Can Dündar

Can Dündar

candundarada@gmail.com

Tüm Yazıları
Haberin Devamı

Başbakan’ı eleştirmenin giderek güçleştiği yerde en kolayı CHP’ye vurmak... O yüzden tehlikeli sularda yüzmekten çekinen köşelerde habire CHP’ye öğüt ve hakaret okuyorsunuz.
Bugün olağanüstü toplanacak olan CHP Parti Meclisi, muhalefetin “yumuşak karnı” olan iki konuyu, Kürt açılımı ile anayasa değişikliğini görüşecek.
“Ulusalcılar”, barış sürecine verilen desteğin Erdoğan’ın başkanlığına hizmet ettiği inancıyla Anayasa Komisyonu’ndan çekilmeyi savunuyor.
Parti yönetimi ise “Komisyon’un içinde olmak dışında olmaktan iyidir” diye düşünüyor. İmralı görüşmelerine verilen desteği görerek “bekle-gör” politikası izliyor.
İki ekibin birbirine diş bilediği malum...
Parti içinde giderek sertleşen tartışmanın kızışmaması, çok sesliliğin dışarı sızmaması için konuşma yasağı uygulanıyor.
* * *
Ben çok sesi severim.
Daha doğrusu, çok sesi, tek sese tercih ederim.
“Şefe biat” şiarıyla kurulmuş lider partileri tek seslidir; şef konuşur ve sonuçta hep onun dediği olur. Oysa çağdaş insan, bilgiyi, fikri, lideri sorgular. İtirazsız itaat etmez.
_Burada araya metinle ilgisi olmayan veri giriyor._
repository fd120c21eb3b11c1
use std::collections::HashSet;

use tracing::debug;

use crate::models::{ContradictionConfig, ContradictionRecord, Evidence, PositionSummary, Transcript};
use crate::rules::{resolution_for, Position, Theme, THEMES};
use crate::text::{char_len, length_within, split_sentences};

/// Sentences from one transcript that support a position, capped per transcript
pub fn collect_evidence(
    position: &Position,
    transcript: &Transcript,
    sentences: &[&str],
    limit: usize,
) -> Vec<Evidence> {
    sentences
        .iter()
        .filter(|sentence| position.matches(sentence))
        .take(limit)
        .map(|sentence| Evidence {
            text: sentence.to_string(),
            guest: transcript.guest.clone(),
            episode_id: transcript.id.clone(),
            episode_title: transcript.title.clone(),
        })
        .collect()
}

/// Build contradiction records for every theme with evidence on both sides
pub fn find_contradictions(
    transcripts: &[Transcript],
    config: &ContradictionConfig,
) -> Vec<ContradictionRecord> {
    let corpus: Vec<(&Transcript, Vec<&str>)> = transcripts
        .iter()
        .map(|t| (t, split_sentences(&t.transcript)))
        .collect();

    THEMES
        .iter()
        .filter_map(|theme| evaluate_theme(theme, &corpus, config))
        .collect()
}

fn evaluate_theme(
    theme: &Theme,
    corpus: &[(&Transcript, Vec<&str>)],
    config: &ContradictionConfig,
) -> Option<ContradictionRecord> {
    let mut evidence_a = Vec::new();
    let mut evidence_b = Vec::new();

    for (transcript, sentences) in corpus {
        evidence_a.extend(collect_evidence(
            &theme.position_a,
            transcript,
            sentences,
            config.max_evidence_per_transcript,
        ));
        evidence_b.extend(collect_evidence(
            &theme.position_b,
            transcript,
            sentences,
            config.max_evidence_per_transcript,
        ));
    }

    debug!(
        "Theme {}: {} quotes for '{}', {} quotes for '{}'",
        theme.id,
        evidence_a.len(),
        theme.position_a.stance,
        evidence_b.len(),
        theme.position_b.stance
    );

    if evidence_a.is_empty() || evidence_b.is_empty() {
        return None;
    }

    Some(ContradictionRecord {
        id: theme.id.to_string(),
        topic: theme.topic.to_string(),
        position_a: summarize_position(&theme.position_a, evidence_a, config),
        position_b: summarize_position(&theme.position_b, evidence_b, config),
        resolution: resolution_for(theme.id).to_string(),
    })
}

fn summarize_position(
    position: &Position,
    evidence: Vec<Evidence>,
    config: &ContradictionConfig,
) -> PositionSummary {
    let mut seen = HashSet::new();
    let distinct_guests: Vec<String> = evidence
        .iter()
        .filter(|e| seen.insert(e.guest.as_str()))
        .map(|e| e.guest.clone())
        .collect();

    PositionSummary {
        stance: position.stance.to_string(),
        typical_advice: position.typical_advice.to_string(),
        sample_quote: sample_quote(position, &evidence, config),
        guest_count: distinct_guests.len(),
        quote_count: evidence.len(),
        guests: distinct_guests.into_iter().take(config.max_listed).collect(),
        evidence: evidence.into_iter().take(config.max_listed).collect(),
    }
}

/// Longest evidence sentence within the quote length bounds, else the canned advice.
///
/// Ties in length keep evidence order.
fn sample_quote(position: &Position, evidence: &[Evidence], config: &ContradictionConfig) -> String {
    let mut ranked: Vec<&Evidence> = evidence.iter().collect();
    ranked.sort_by_key(|e| std::cmp::Reverse(char_len(&e.text)));

    ranked
        .into_iter()
        .find(|e| length_within(&e.text, config.quote_min_chars, config.quote_max_chars))
        .map(|e| e.text.clone())
        .unwrap_or_else(|| position.typical_advice.to_string())
}

#[cfg(test)]
mod tests {
    use super::*;

    fn transcript(id: &str, guest: &str, text: &str) -> Transcript {
        Transcript {
            id: id.to_string(),
            guest: guest.to_string(),
            title: format!("{} on product", guest),
            transcript: text.to_string(),
            ..Default::default()
        }
    }

    fn delegation(records: &[ContradictionRecord]) -> Option<&ContradictionRecord> {
        records.iter().find(|r| r.id == "delegation")
    }

    #[test]
    fn test_theme_with_one_side_is_dropped() {
        let corpus = vec![transcript(
            "a",
            "Guest A",
            "We empowered every team we had. Delegation is the whole job of a leader.",
        )];

        let records = find_contradictions(&corpus, &ContradictionConfig::default());

        assert!(delegation(&records).is_none());
    }

    #[test]
    fn test_both_sides_produce_record() {
        let corpus = vec![
            transcript("a", "Guest A", "We empowered every team we had, and it worked out well."),
            transcript("b", "Guest B", "I went back into founder mode and reviewed every single screen."),
        ];

        let records = find_contradictions(&corpus, &ContradictionConfig::default());
        let record = delegation(&records).unwrap();

        assert_eq!(record.topic, "Delegation vs. Founder Involvement");
        assert_eq!(record.position_a.guests, vec!["Guest A"]);
        assert_eq!(record.position_b.guests, vec!["Guest B"]);
        assert_eq!(record.position_b.evidence[0].episode_title, "Guest B on product");
        assert_eq!(record.resolution, resolution_for("delegation"));
    }

    #[test]
    fn test_per_transcript_cap_and_corpus_counts() {
        let many = "We delegate hiring. ".repeat(8);
        let corpus = vec![
            transcript("a", "Guest A", &many),
            transcript("b", "Guest B", &many),
            transcript("c", "Guest A", "We delegate planning too."),
            transcript("d", "Guest D", "Micromanaging is underrated."),
        ];

        let records = find_contradictions(&corpus, &ContradictionConfig::default());
        let side = &delegation(&records).unwrap().position_a;

        // 5 + 5 + 1, uncapped across the corpus
        assert_eq!(side.quote_count, 11);
        assert_eq!(side.guest_count, 2);
        assert_eq!(side.guests, vec!["Guest A", "Guest B"]);
        // Listed evidence is the first five
        assert_eq!(side.evidence.len(), 5);
        assert!(side.evidence.iter().all(|e| e.episode_id == "a"));
    }

    #[test]
    fn test_sample_quote_uses_evidence_text() {
        // Evidence objects carry `text`; the quote is picked from it rather than
        // always falling back to the canned advice.
        let corpus = vec![
            transcript(
                "a",
                "Guest A",
                "Delegate. We learned to delegate the roadmap to the teams closest to customers.",
            ),
            transcript("b", "Guest B", "Founder mode."),
        ];

        let records = find_contradictions(&corpus, &ContradictionConfig::default());
        let record = delegation(&records).unwrap();

        assert_eq!(
            record.position_a.sample_quote,
            "We learned to delegate the roadmap to the teams closest to customers."
        );
        // Only a too-short quote on side b, so the canned advice is used
        assert_eq!(record.position_b.sample_quote, record.position_b.typical_advice);
    }

    #[test]
    fn test_sample_quote_skips_overlong_sentences() {
        let long = format!("We delegate {} everything.", "really ".repeat(40));
        let medium = "We delegate most decisions to the product teams now.";
        let corpus = vec![
            transcript("a", "Guest A", &format!("{} {}", long, medium)),
            transcript("b", "Guest B", "We stayed close to the details on every launch."),
        ];

        let records = find_contradictions(&corpus, &ContradictionConfig::default());
        let record = delegation(&records).unwrap();

        assert_eq!(record.position_a.sample_quote, medium);
    }
}
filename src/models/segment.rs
use serde::{Deserialize, Serialize};

/// Configuration for word-window segmentation
#[derive(Debug, Clone)]
pub struct SegmentConfig {
    /// Words per window
    pub window_words: usize,
    /// Words shared between consecutive windows
    pub overlap_words: usize,
}

impl Default for SegmentConfig {
    fn default() -> Self {
        Self {
            window_words: 500,
            overlap_words: 50,
        }
    }
}

impl SegmentConfig {
    /// Distance in words between consecutive window starts
    pub fn stride(&self) -> usize {
        self.window_words.saturating_sub(self.overlap_words).max(1)
    }
}

/// An inline time marker found in transcript text
#[derive(Debug, Clone, PartialEq, Eq, Serialize, Deserialize)]
pub struct TimestampMarker {
    /// Byte offset of the match in the source text
    pub position: usize,
    /// Elapsed seconds since the start of the episode
    pub seconds: u64,
    /// The raw matched text, e.g. "[00:01:30]"
    pub text: String,
}

/// A fixed-size, overlapping slice of a transcript's words
#[derive(Debug, Clone, PartialEq, Serialize, Deserialize)]
pub struct Segment {
    /// `<episode_id>_<ordinal>`
    pub id: String,
    pub episode_id: String,
    pub guest: String,
    pub title: String,
    pub text: String,
    /// Approximate start time in seconds
    pub start_time: u64,
    /// `start_time` rendered as HH:MM:SS
    pub timestamp: String,
    /// First word index (inclusive)
    pub word_start: usize,
    /// Last word index (exclusive)
    pub word_end: usize,
}

impl Segment {
    pub fn word_count(&self) -> usize {
        self.word_end.saturating_sub(self.word_start)
    }
}

/// Format seconds as HH:MM:SS
pub fn format_timestamp(seconds: u64) -> String {
    let hours = seconds / 3600;
    let minutes = (seconds % 3600) / 60;
    let secs = seconds % 60;
    format!("{:02}:{:02}:{:02}", hours, minutes, secs)
}
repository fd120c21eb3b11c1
pub mod input;
pub mod output;

pub use input::*;
pub use output::*;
Doğruyu, kuşkunun tezgahında sınar.
O yüzden de demokratik örgütler, lider diktasına dayalı kışla yapılanmaları gibi dikensiz gül bahçesi değildir.
Tartışma, karar alma mekanizmasının olmazsa olmazıdır.
O açıdan tabii kaosa dönüşmedikçe- CHP’nin tartışmasından değil, iktidar partisininki gibi “Lider ne diyorsa doğrudur” inancına teslim olmasından endişe etmek gerekir.
* * *
Zaten CHP’nin sorunu çok tartışması değil ki; doğru dürüst tartışmaması...
Yıllardır kitap fuarından çok CHP kurultayına katılmışımdır; delege pazarlığından vakit kalıp da hayati konuların derinlemesine tartışıldığını hatırlamıyorum.
Bugün de en ciddi konularda CHP’nin fikrini bilmiyoruz.
Faşizan sesler çıkıyor; üstü örtülüyor.
İmralı zabıtları açıklanıyor; “Hele Başbakan bir şey söylesin” dışında argüman duyulmuyor.
“Her kafadan bir ses çıkmasın” kaygısıyla, partiden hiç ses çıkmıyor.
Bu tavır, Kürt sorununda bir dönem en cesur raporlara imza atmış bir sosyal demokrat partiye yakışmıyor.
* * *
Çokları CHP’deki ihtilafın bir kopma ya da tasfiye ile sonuçlanacağını düşünüyor.
Ben sanmıyorum.
Ulusalcılar, hem kendilerini partinin gerçek sahibi olarak görüyor, hem de koparlarsa varlık gösteremeyeceklerini biliyor.
Bir kopma değil, tasfiye olursa CHP yönetiminin “Ulusalcılar ne tepki verir” baskısından kurtularak yenilenme konusunda daha cesur olabileceğini düşünen çok, ama partide tek sorunun ulusalcılar olmadığı gerçeğine bakınca buna inanmak da zor.
Üstelik, ulusal düzeyde “Farklılıklarımız zenginliğimizdir”i savunan bir partinin, kendi içinde farklılıkları zaaf sayması da izah edilemez.
Yine en sağlıklısı, demokratik bir zeminde enine boyuna tartışıp net bir parti görüşü oluşturmak ve iç çatışmadan bir an önce kurtulup dış mücadeleye kilitlenmek...
Bugünkü Parti Meclisi bunu yaparsa, kopmanın değil, ortak akıl kurmanın miladı olabilir.
Olmuyorsa da, belki en hayırlısı herkesin kendi yoluna gitmesidir.
Her iki seçenek de, içerde birbirini yerken dışarıya hiç sorun yokmuş rolü yapmaktan iyidir.